Signs of physical abuse include:
~Broken or fractured bones
~Reluctance to go home
If you ask a child about how he or she got hurt and the child talks vaguely or evasively about falling off a fence or spilling a hot dish, think hard before you accept the child’s story at face value.
Effects of child abuse:
Child abuse can produce dire consequences during the victim’s childhood and adulthood. Some effects of child abuse are obvious: a child is malnourished or has a cast on her arm; a nine-year-old develops a sexually transmitted disease. But some physiological effects of child abuse, such as cognitive difficulties or lingering health problems, may not show up for some time or be clearly attributable to abuse. Other effects of child abuse are invisible or go off like time bombs later in life.
Emotional Effects of Child Abuse
Just as all types of child abuse have an emotional component, all affect the emotions of the victims. These effects include:
~Depression and anxiety
~Aggressive behavior/anger issues
~Alienation and withdrawal
~Flashbacks and nightmares
Many adults who were abused as children find it difficult to trust other people, endure physical closeness, and establish intimate relationships.
Behavioral Effects of Child Abuse
Child abuse can play itself out not only in how its victims feel but in what they do years later. Children who suffer abuse have much greater chances of being arrested later as juveniles and as adults. Significant percentages of inmates in U.S. prisons were abused as children. One of every three abused or neglected children will grow up to become an abusive parent.
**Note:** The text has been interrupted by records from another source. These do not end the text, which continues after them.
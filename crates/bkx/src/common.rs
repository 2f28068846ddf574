//! 📦 Common data structures, the building blocks of bkx.
//!
//! 🎬 COLD OPEN: INT. STAGING DIRECTORY, 3:47 AM
//!
//! A lone `ObjectRecord` sits in a queue. It knows its path. It knows its size.
//! It does not know whether the destination will answer with a 201 or a 500.
//! None of them know. Relatable.
//!
//! These are the humble structs that ferry objects from one bucket to another and
//! keep score along the way. They don't ask questions. They carry metadata. 🦆

use std::iter::Sum;
use std::ops::{Add, AddAssign};

/// 📄 One object discovered by the lister.
///
/// Identity is `relative_path` within its bucket. The remote store guarantees
/// uniqueness, so we don't re-check it. Immutable once listed.
#[derive(Debug, Clone, PartialEq, Eq)]
pub struct ObjectRecord {
    /// 🏷️ The leaf name, as the listing API reported it.
    pub name: String,
    /// 🗺️ `folder/sub/name`, no leading slash, separators only at joins.
    pub relative_path: String,
    /// 📏 Size from the listing metadata. 0 when the store didn't say.
    pub size_bytes: u64,
}

impl ObjectRecord {
    /// 🏗️ Builds a record living under `prefix`. An empty prefix means "bucket root".
    pub fn new(prefix: &str, name: &str, size_bytes: u64) -> Self {
        Self {
            name: name.to_string(),
            relative_path: join_prefix(prefix, name),
            size_bytes,
        }
    }
}

/// 🧵 Joins a folder prefix and a name with exactly one `/`, or none at the root.
pub(crate) fn join_prefix(prefix: &str, name: &str) -> String {
    if prefix.is_empty() {
        name.to_string()
    } else {
        format!("{}/{}", prefix, name)
    }
}

/// 🪣 A bucket and everything the lister found in it.
///
/// Lives for exactly one bucket migration, then gets folded into the totals and
/// forgotten like last sprint's retro action items.
#[derive(Debug, Clone, Default)]
pub struct BucketJob {
    pub bucket: String,
    pub objects: Vec<ObjectRecord>,
}

impl BucketJob {
    pub fn new(bucket: impl Into<String>, objects: Vec<ObjectRecord>) -> Self {
        Self {
            bucket: bucket.into(),
            objects,
        }
    }

    pub fn is_empty(&self) -> bool {
        self.objects.is_empty()
    }

    /// 📏 Sum of listed sizes. Feeds the progress bar, nothing else.
    pub fn total_bytes(&self) -> u64 {
        self.objects.iter().map(|o| o.size_bytes).sum()
    }
}

/// 🎯 What happened to one object. Produced once, consumed immediately, never persisted.
///
/// `DownloadFailed` and `UploadFailed` both count as `failed` in the aggregate;
/// the distinction only shows up in the logs.
#[derive(Debug, Clone, PartialEq, Eq)]
pub enum TransferOutcome {
    Success(ObjectRecord),
    DownloadFailed(ObjectRecord),
    UploadFailed(ObjectRecord),
}

impl TransferOutcome {
    pub fn record(&self) -> &ObjectRecord {
        match self {
            TransferOutcome::Success(r)
            | TransferOutcome::DownloadFailed(r)
            | TransferOutcome::UploadFailed(r) => r,
        }
    }

    pub fn is_success(&self) -> bool {
        matches!(self, TransferOutcome::Success(_))
    }
}

/// 📊 The scoreboard. `{ total, success, failed }`, additive across buckets.
///
/// Invariant: `success + failed == total`. Every way of building one (`record`,
/// `+`, `sum`) keeps it that way.
#[derive(Debug, Clone, Copy, Default, PartialEq, Eq)]
pub struct RunSummary {
    pub total: u64,
    pub success: u64,
    pub failed: u64,
}

impl RunSummary {
    /// 🔄 Folds one outcome into the counters.
    pub fn record(&mut self, outcome: &TransferOutcome) {
        self.total += 1;
        if outcome.is_success() {
            self.success += 1;
        } else {
            self.failed += 1;
        }
    }

    /// ✅ Clean means zero failures. An empty run is clean too.
    pub fn is_clean(&self) -> bool {
        self.failed == 0
    }
}

impl Add for RunSummary {
    type Output = RunSummary;

    fn add(self, rhs: RunSummary) -> RunSummary {
        RunSummary {
            total: self.total + rhs.total,
            success: self.success + rhs.success,
            failed: self.failed + rhs.failed,
        }
    }
}

impl AddAssign for RunSummary {
    fn add_assign(&mut self, rhs: RunSummary) {
        *self = *self + rhs;
    }
}

impl Sum for RunSummary {
    fn sum<I: Iterator<Item = RunSummary>>(iter: I) -> Self {
        iter.fold(RunSummary::default(), Add::add)
    }
}

/// 🪣 One bucket's line in the final report.
#[derive(Debug, Clone, PartialEq, Eq)]
pub struct BucketReport {
    pub bucket: String,
    pub summary: RunSummary,
}

/// 🏁 Everything the coordinator has to say when the dust settles.
#[derive(Debug, Clone, Default, PartialEq, Eq)]
pub struct MigrationReport {
    pub buckets: Vec<BucketReport>,
    pub total: RunSummary,
}

impl MigrationReport {
    /// 📥 Appends a bucket and adds its counters into the total.
    pub fn push(&mut self, bucket: impl Into<String>, summary: RunSummary) {
        self.total += summary;
        self.buckets.push(BucketReport {
            bucket: bucket.into(),
            summary,
        });
    }
}

#[cfg(test)]
mod tests {
    use super::*;

    fn rec(path: &str) -> ObjectRecord {
        ObjectRecord::new("", path, 1)
    }

    #[test]
    fn the_one_where_prefixes_join_without_stray_slashes() {
        assert_eq!(join_prefix("", "a.pdf"), "a.pdf");
        assert_eq!(join_prefix("folder", "b.pdf"), "folder/b.pdf");
        assert_eq!(
            ObjectRecord::new("x/y", "z.png", 7).relative_path,
            "x/y/z.png"
        );
    }

    #[test]
    fn the_one_where_both_failure_flavors_count_as_failed() {
        let mut summary = RunSummary::default();
        summary.record(&TransferOutcome::Success(rec("a")));
        summary.record(&TransferOutcome::DownloadFailed(rec("b")));
        summary.record(&TransferOutcome::UploadFailed(rec("c")));

        assert_eq!(
            summary,
            RunSummary {
                total: 3,
                success: 1,
                failed: 2
            }
        );
        assert!(!summary.is_clean());
    }

    #[test]
    fn the_one_where_the_report_total_is_the_fieldwise_sum() {
        let per_bucket = [
            RunSummary { total: 2, success: 1, failed: 1 },
            RunSummary::default(),
            RunSummary { total: 5, success: 5, failed: 0 },
        ];

        let mut report = MigrationReport::default();
        for (i, s) in per_bucket.iter().enumerate() {
            report.push(format!("bucket-{i}"), *s);
        }

        let summed: RunSummary = per_bucket.iter().copied().sum();
        assert_eq!(report.total, summed);
        assert_eq!(report.total.success + report.total.failed, report.total.total);
        assert_eq!(report.buckets.len(), 3);
    }

    #[test]
    fn the_one_where_a_job_adds_up_its_bytes() {
        let job = BucketJob::new(
            "invoices",
            vec![
                ObjectRecord::new("", "a.pdf", 1024),
                ObjectRecord::new("folder", "b.pdf", 2048),
            ],
        );
        assert_eq!(job.total_bytes(), 3072);
        assert!(!job.is_empty());
        assert!(BucketJob::new("empty", vec![]).is_empty());
    }
}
~Problems in school and work
~Criminal or antisocial behavior
~Alcohol and drug abuse
Getting help for an abused child
Although many people are reluctant to get involved in other families’ lives, when it comes to child abuse, you don’t have the option of keeping mum. If you know of a child being abused or even suspect abuse, you have the responsibility to report it. In the United States, Canada, and Australia, the concept of mandatory reporting of suspected child abuse is well established and is beginning to catch on in other countries around the world. Laws on mandatory reporters designate classes of professionals — typically school personnel, social workers, health care workers, mental health professionals, childcare providers, and law enforcement personnel, but in some states also clergy, film processors, and drug abuse counselors — who must report suspected child abuse. Eighteen states and Puerto Rico require all citizens to report suspected abuse or neglect.
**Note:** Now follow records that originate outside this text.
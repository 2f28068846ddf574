//! 🎬 *[a channel fills with object records. somewhere, a worker waits.]*
//!
//! 🚚 The TransferWorker drains a queue of `(index, ObjectRecord)` pairs and runs each one
//! through [`Transfer`] start to finish before picking up the next. Download, upload and
//! cleanup of one object never get split across workers.

use std::sync::Arc;

use async_channel::Receiver;
use tokio::task::JoinHandle;
use tracing::{debug, info};

use super::Worker;
use crate::common::{ObjectRecord, RunSummary};
use crate::progress::BucketProgress;
use crate::transfer::Transfer;

/// 🚚 Pulls records off the channel, transfers them, keeps its own score.
#[derive(Debug)]
pub(in crate::supervisors) struct TransferWorker {
    id: usize,
    bucket: Arc<str>,
    total: usize,
    rx: Receiver<(usize, ObjectRecord)>,
    transfer: Transfer,
    progress: Arc<BucketProgress>,
}

impl TransferWorker {
    pub(in crate::supervisors) fn new(
        id: usize,
        bucket: Arc<str>,
        total: usize,
        rx: Receiver<(usize, ObjectRecord)>,
        transfer: Transfer,
        progress: Arc<BucketProgress>,
    ) -> Self {
        Self {
            id,
            bucket,
            total,
            rx,
            transfer,
            progress,
        }
    }
}

impl Worker for TransferWorker {
    fn start(self) -> JoinHandle<RunSummary> {
        tokio::spawn(async move {
            debug!("🧵 transfer worker {} on '{}' started", self.id, self.bucket);
            let mut summary = RunSummary::default();

            // -- 🏁 Err here means the channel is empty and closed: the feeder is done
            while let Ok((index, record)) = self.rx.recv().await {
                info!(
                    "📄 [{}/{}] {}/{}",
                    index, self.total, self.bucket, record.relative_path
                );
                let outcome = self.transfer.transfer(&self.bucket, &record).await;
                summary.record(&outcome);
                self.progress.record(&outcome);
            }

            debug!(
                "🏁 transfer worker {} on '{}' done: {:?}",
                self.id, self.bucket, summary
            );
            summary
        })
    }
}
By reporting, you can make a tremendous difference in the life of a child and the child’s family, especially if you help stop the abuse early. Early identification and treatment can help mitigate the long-term effects of abuse. If the abuse is stopped and the child receives competent treatment, the abused child can begin to regain a sense of self-confidence and trust. Parents may also benefit from support, parent training and anger management.